- **Task to carry out**: Give back exactly the lines of the data below, starting with the line that has "#[derive(Parser, Debug)]" and going on through the line that has "#[arg(short, long, action".
Segment Open
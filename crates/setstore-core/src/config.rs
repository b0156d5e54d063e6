//! # Storage Configuration
//!
//! [`StorageConfig`] describes which backend to select and how to decorate it.
//! It can be loaded from a JSON, YAML or TOML file; every field is optional.
use std::fmt;
use std::path::{Path, PathBuf};
use std::str::FromStr;
use std::sync::Arc;

use serde::{Deserialize, Serialize};

use crate::decorator::{
    DefaultModuleSettingsStorage, DefaultValueTypeSettingsStorage, StringifyValueSettingsStorage,
};
use crate::error::{Error, Result};
use crate::format::SettingsFormat;
use crate::fs::{LocalStorageProvider, StorageProvider};
use crate::selector::{BackendSelector, BrowserEnvironment, SelectionLogger, ServerEnvironment};
use crate::storage::SettingsStorage;

/// How values are encoded before they reach the backend
#[derive(Debug, Clone, Copy, Default, PartialEq, Eq, Serialize, Deserialize)]
#[serde(rename_all = "kebab-case")]
pub enum ValueEncoding {
    /// Values are handed to the backend unchanged
    #[default]
    Raw,
    /// Values are stored as JSON text
    Json,
    /// Values are stored as plain text and coerced back to the type of the default
    DefaultValueType,
}

impl ValueEncoding {
    pub fn as_str(&self) -> &'static str {
        match self {
            ValueEncoding::Raw => "raw",
            ValueEncoding::Json => "json",
            ValueEncoding::DefaultValueType => "default-value-type",
        }
    }

    /// Wrap `storage` with the matching decorator
    pub fn wrap(&self, storage: Arc<dyn SettingsStorage>) -> Arc<dyn SettingsStorage> {
        match self {
            ValueEncoding::Raw => storage,
            ValueEncoding::Json => Arc::new(StringifyValueSettingsStorage::json(storage)),
            ValueEncoding::DefaultValueType => {
                Arc::new(DefaultValueTypeSettingsStorage::new(storage))
            }
        }
    }
}

impl FromStr for ValueEncoding {
    type Err = Error;

    fn from_str(name: &str) -> Result<Self> {
        match name {
            "raw" => Ok(ValueEncoding::Raw),
            "json" => Ok(ValueEncoding::Json),
            "default-value-type" => Ok(ValueEncoding::DefaultValueType),
            _ => Err(Error::InvalidConfiguration(format!(
                "unknown value encoding '{name}'"
            ))),
        }
    }
}

impl fmt::Display for ValueEncoding {
    fn fmt(&self, f: &mut fmt::Formatter<'_>) -> fmt::Result {
        f.write_str(self.as_str())
    }
}

/// Backend and decorator settings
#[derive(Debug, Clone, Default, PartialEq, Eq, Serialize, Deserialize)]
#[serde(default)]
pub struct StorageConfig {
    /// Settings file for the file backend
    pub file_path: Option<PathBuf>,
    /// Format of `file_path`; inferred from its extension when unset
    pub format: Option<SettingsFormat>,
    /// Module used when callers name none
    pub default_module: Option<String>,
    /// Web storage key prefix
    pub key_prefix: Option<String>,
    /// Use session storage instead of local storage
    pub session: bool,
    pub database_name: Option<String>,
    pub cache_name: Option<String>,
    pub value_encoding: ValueEncoding,
}

impl StorageConfig {
    /// Load a configuration file whose format follows its extension
    pub fn load(path: &Path) -> Result<Self> {
        Self::load_with(&LocalStorageProvider::current_dir(), path)
    }

    pub fn load_with(provider: &dyn StorageProvider, path: &Path) -> Result<Self> {
        let format = SettingsFormat::from_path(path).ok_or_else(|| {
            Error::UnsupportedFormat(format!("no known format for path {}", path.display()))
        })?;
        let data = provider.read_to_string(path)?;
        Self::parse(&data, format)
    }

    /// Parse configuration text. INI has no typed values and is rejected.
    pub fn parse(data: &str, format: SettingsFormat) -> Result<Self> {
        if data.trim().is_empty() {
            return Ok(Self::default());
        }

        match format {
            SettingsFormat::Json => {
                serde_json::from_str(data).map_err(|e| Error::deserialization("json", e))
            }
            SettingsFormat::Ini => Err(Error::UnsupportedFormat(
                "ini cannot hold a storage configuration".to_string(),
            )),
            #[cfg(feature = "yaml-format")]
            SettingsFormat::Yaml => {
                serde_yaml::from_str(data).map_err(|e| Error::deserialization("yaml", e))
            }
            #[cfg(feature = "toml-format")]
            SettingsFormat::Toml => {
                toml::from_str(data).map_err(|e| Error::deserialization("toml", e))
            }
        }
    }

    /// Server chain inputs; no MongoDB collection is configured from a file
    pub fn server_environment(&self) -> ServerEnvironment {
        ServerEnvironment {
            collection: None,
            file_path: self.file_path.clone(),
            format: self.format,
        }
    }

    /// Fill the names in `environment` that this configuration sets
    pub fn browser_environment(&self, environment: BrowserEnvironment) -> BrowserEnvironment {
        BrowserEnvironment {
            database_name: self.database_name.clone().or(environment.database_name),
            cache_name: self.cache_name.clone().or(environment.cache_name),
            key_prefix: self.key_prefix.clone().or(environment.key_prefix),
            session: self.session || environment.session,
            ..environment
        }
    }

    /// Apply the value encoding, then the default module
    pub fn decorate(&self, storage: Arc<dyn SettingsStorage>) -> Arc<dyn SettingsStorage> {
        let storage = self.value_encoding.wrap(storage);
        match &self.default_module {
            Some(module) => Arc::new(DefaultModuleSettingsStorage::new(storage, module.clone())),
            None => storage,
        }
    }
}

/// Select a backend from the server chain and decorate it per `config`
pub async fn build_storage(
    config: &StorageConfig,
    logger: Arc<dyn SelectionLogger>,
) -> Arc<dyn SettingsStorage> {
    let storage = BackendSelector::server(logger, config.server_environment())
        .select()
        .await;
    config.decorate(storage)
}

/// Select a backend from the browser chain and decorate it per `config`
pub async fn build_browser_storage(
    config: &StorageConfig,
    environment: BrowserEnvironment,
    logger: Arc<dyn SelectionLogger>,
) -> Arc<dyn SettingsStorage> {
    let environment = config.browser_environment(environment);
    let storage = BackendSelector::browser(logger, environment).select().await;
    config.decorate(storage)
}

#[cfg(test)]
mod tests;
use std::path::PathBuf;

use clap::{ArgAction, Parser, Subcommand};
use setstore_core::{Error, Result, SettingsFormat, StorageConfig, Value, ValueEncoding};

/// Setstore: read and write module/key/value settings
#[derive(Parser, Debug)]
#[command(author, version, about, long_about = None)]
pub struct CliArgs {
    /// Storage configuration file (JSON, YAML or TOML)
    #[arg(long)]
    pub config: Option<PathBuf>,

    /// Settings file; without one, settings live in memory only
    #[arg(long)]
    pub file: Option<PathBuf>,

    /// Format of the settings file (ini, json, yaml, toml); defaults to its extension
    #[arg(long)]
    pub format: Option<SettingsFormat>,

    /// Module used by every command
    #[arg(long)]
    pub module: Option<String>,

    /// Value encoding (raw, json, default-value-type)
    #[arg(long)]
    pub encoding: Option<ValueEncoding>,

    /// Increase log output (-v info, -vv debug)
    #[arg(short, long, action = ArgAction::Count)]
    pub verbose: u8,

    #[command(subcommand)]
    pub command: Commands,
}

#[derive(Subcommand, Debug)]
pub enum Commands {
    /// Print a value
    Get {
        key: String,
        /// Printed when the key is absent; JSON when it parses as JSON
        #[arg(long)]
        default: Option<String>,
    },
    /// Store a value
    Store {
        key: String,
        value: String,
        /// Parse the value as JSON instead of storing it as a string
        #[arg(long)]
        json: bool,
    },
    /// Remove a key
    Delete { key: String },
    /// Print whether a key is stored
    Has { key: String },
    /// List stored entries
    List {
        /// List every module instead of one
        #[arg(long)]
        all_modules: bool,
    },
    /// Remove stored entries
    Clear {
        /// Clear every module instead of one
        #[arg(long)]
        all_modules: bool,
    },
    /// Print every module in another format
    Export {
        #[arg(long)]
        format: SettingsFormat,
    },
}

impl CliArgs {
    /// Configuration file, then command-line overrides
    pub fn storage_config(&self) -> Result<StorageConfig> {
        let mut config = match &self.config {
            Some(path) => StorageConfig::load(path)?,
            None => StorageConfig::default(),
        };

        if let Some(file) = &self.file {
            config.file_path = Some(file.clone());
        }
        if let Some(format) = self.format {
            config.format = Some(format);
        }
        if let Some(module) = &self.module {
            config.default_module = Some(module.clone());
        }
        if let Some(encoding) = self.encoding {
            config.value_encoding = encoding;
        }
        Ok(config)
    }

    pub fn log_level(&self) -> &'static str {
        match self.verbose {
            0 => "warn",
            1 => "info",
            _ => "debug",
        }
    }
}

/// Value given on the command line
pub fn parse_value(text: &str, json: bool) -> Result<Value> {
    if json {
        serde_json::from_str(text).map_err(|e| Error::deserialization("json", e))
    } else {
        Ok(Value::String(text.to_string()))
    }
}

/// Default given on the command line: JSON when it parses, a string otherwise
pub fn parse_default(text: Option<&str>) -> Value {
    match text {
        Some(text) => serde_json::from_str(text).unwrap_or_else(|_| Value::String(text.to_string())),
        None => Value::Null,
    }
}
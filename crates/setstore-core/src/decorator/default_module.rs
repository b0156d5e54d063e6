use async_trait::async_trait;

use crate::error::Result;
use crate::settings::{SettingsValue, StoreValue, Value};
use crate::storage::SettingsStorage;

/// Passes `default_module` to the inner storage whenever the caller names no module
#[derive(Debug)]
pub struct DefaultModuleSettingsStorage<S> {
    inner: S,
    default_module: String,
}

impl<S: SettingsStorage> DefaultModuleSettingsStorage<S> {
    pub fn new(inner: S, default_module: impl Into<String>) -> Self {
        Self {
            inner,
            default_module: default_module.into(),
        }
    }

    pub fn default_module(&self) -> &str {
        &self.default_module
    }

    pub fn inner(&self) -> &S {
        &self.inner
    }

    fn module<'a>(&'a self, module: Option<&'a str>) -> Option<&'a str> {
        Some(module.unwrap_or(&self.default_module))
    }
}

#[async_trait]
impl<S: SettingsStorage> SettingsStorage for DefaultModuleSettingsStorage<S> {
    fn name(&self) -> &str {
        self.inner.name()
    }

    async fn delete(&self, key: &str, module: Option<&str>) -> Result<()> {
        self.inner.delete(key, self.module(module)).await
    }

    async fn delete_all(&self, module: Option<&str>) -> Result<()> {
        self.inner.delete_all(self.module(module)).await
    }

    async fn delete_all_modules(&self) -> Result<()> {
        self.inner.delete_all_modules().await
    }

    async fn get(&self, key: &str, default: Value, module: Option<&str>) -> Result<Value> {
        self.inner.get(key, default, self.module(module)).await
    }

    async fn get_all(&self, module: Option<&str>) -> Result<Vec<SettingsValue>> {
        self.inner.get_all(self.module(module)).await
    }

    async fn get_all_modules(&self) -> Result<Vec<SettingsValue>> {
        self.inner.get_all_modules().await
    }

    async fn has(&self, key: &str, module: Option<&str>) -> Result<bool> {
        self.inner.has(key, self.module(module)).await
    }

    async fn store(&self, key: &str, value: Value, module: Option<&str>) -> Result<()> {
        self.inner.store(key, value, self.module(module)).await
    }

    async fn store_all(&self, values: Vec<StoreValue>) -> Result<()> {
        let values = values
            .into_iter()
            .map(|value| StoreValue {
                module: value.module.or_else(|| Some(self.default_module.clone())),
                ..value
            })
            .collect();
        self.inner.store_all(values).await
    }
}
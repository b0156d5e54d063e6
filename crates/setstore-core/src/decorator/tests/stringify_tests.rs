use std::sync::Arc;

use serde_json::json;

use crate::decorator::StringifyValueSettingsStorage;
use crate::error::Result;
use crate::settings::{SettingsValue, StoreValue, Value};
use crate::storage::{MemorySettingsStorage, SettingsStorage};

#[tokio::test]
async fn test_json_values_are_stored_as_text() -> Result<()> {
    let inner = Arc::new(MemorySettingsStorage::default());
    let storage = StringifyValueSettingsStorage::json(inner.clone());

    storage.store("window", json!({"width": 800}), None).await?;

    assert_eq!(
        inner.get("window", json!(null), None).await?,
        json!("{\"width\":800}")
    );
    assert_eq!(
        storage.get("window", json!(null), None).await?,
        json!({"width": 800})
    );
    Ok(())
}

#[tokio::test]
async fn test_absent_value_returns_default_without_decoding() -> Result<()> {
    let inner = Arc::new(MemorySettingsStorage::default());
    let storage = StringifyValueSettingsStorage::new(
        inner,
        Box::new(|value: &Value| Ok(value.to_string())),
        Box::new(|_: &str| -> Option<Value> {
            panic!("decoder must not run for absent values")
        }),
    );

    assert_eq!(storage.get("missing", json!(42), None).await?, json!(42));
    Ok(())
}

#[tokio::test]
async fn test_undecodable_value_returns_default() -> Result<()> {
    let inner = Arc::new(MemorySettingsStorage::default());
    inner.store("broken", json!("{not json"), None).await?;
    inner.store("null", json!("null"), None).await?;
    let storage = StringifyValueSettingsStorage::json(inner);

    assert_eq!(storage.get("broken", json!("fallback"), None).await?, json!("fallback"));
    assert_eq!(storage.get("null", json!("fallback"), None).await?, json!("fallback"));
    Ok(())
}

#[tokio::test]
async fn test_custom_codec() -> Result<()> {
    let inner = Arc::new(MemorySettingsStorage::default());
    let storage = StringifyValueSettingsStorage::new(
        inner.clone(),
        Box::new(|value: &Value| Ok(value.as_i64().unwrap_or_default().to_string())),
        Box::new(|text: &str| text.parse::<i64>().ok().map(|n| json!(n * 10))),
    );

    storage.store("n", json!(4), None).await?;

    assert_eq!(inner.get("n", json!(null), None).await?, json!("4"));
    assert_eq!(storage.get("n", json!(0), None).await?, json!(40));
    Ok(())
}

#[tokio::test]
async fn test_batch_and_listing_are_decoded() -> Result<()> {
    let inner = Arc::new(MemorySettingsStorage::default());
    let storage = StringifyValueSettingsStorage::json(inner.clone());

    storage
        .store_all(vec![
            StoreValue::new("flag", json!(true)),
            StoreValue::in_module("net", "ports", json!([80, 443])),
        ])
        .await?;
    inner.store("raw", json!("not json"), Some("net")).await?;

    assert_eq!(inner.get("flag", json!(null), None).await?, json!("true"));
    assert_eq!(
        storage.get_all(Some("net")).await?,
        vec![
            SettingsValue::new("net", "ports", json!([80, 443])),
            SettingsValue::new("net", "raw", json!(null)),
        ]
    );
    assert_eq!(storage.get_all_modules().await?.len(), 3);
    Ok(())
}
Segment Closed
- **Answer to the problem**:
#[derive(Parser, Debug)]
#[command(author, version, about, long_about = None)]
pub struct CliArgs {
    /// Storage configuration file (JSON, YAML or TOML)
    #[arg(long)]
    pub config: Option<PathBuf>,

    /// Settings file; without one, settings live in memory only
    #[arg(long)]
    pub file: Option<PathBuf>,

    /// Format of the settings file (ini, json, yaml, toml); defaults to its extension
    #[arg(long)]
    pub format: Option<SettingsFormat>,

    /// Module used by every command
    #[arg(long)]
    pub module: Option<String>,

    /// Value encoding (raw, json, default-value-type)
    #[arg(long)]
    pub encoding: Option<ValueEncoding>,

    /// Increase log output (-v info, -vv debug)
    #[arg(short, long, action = ArgAction::Count)]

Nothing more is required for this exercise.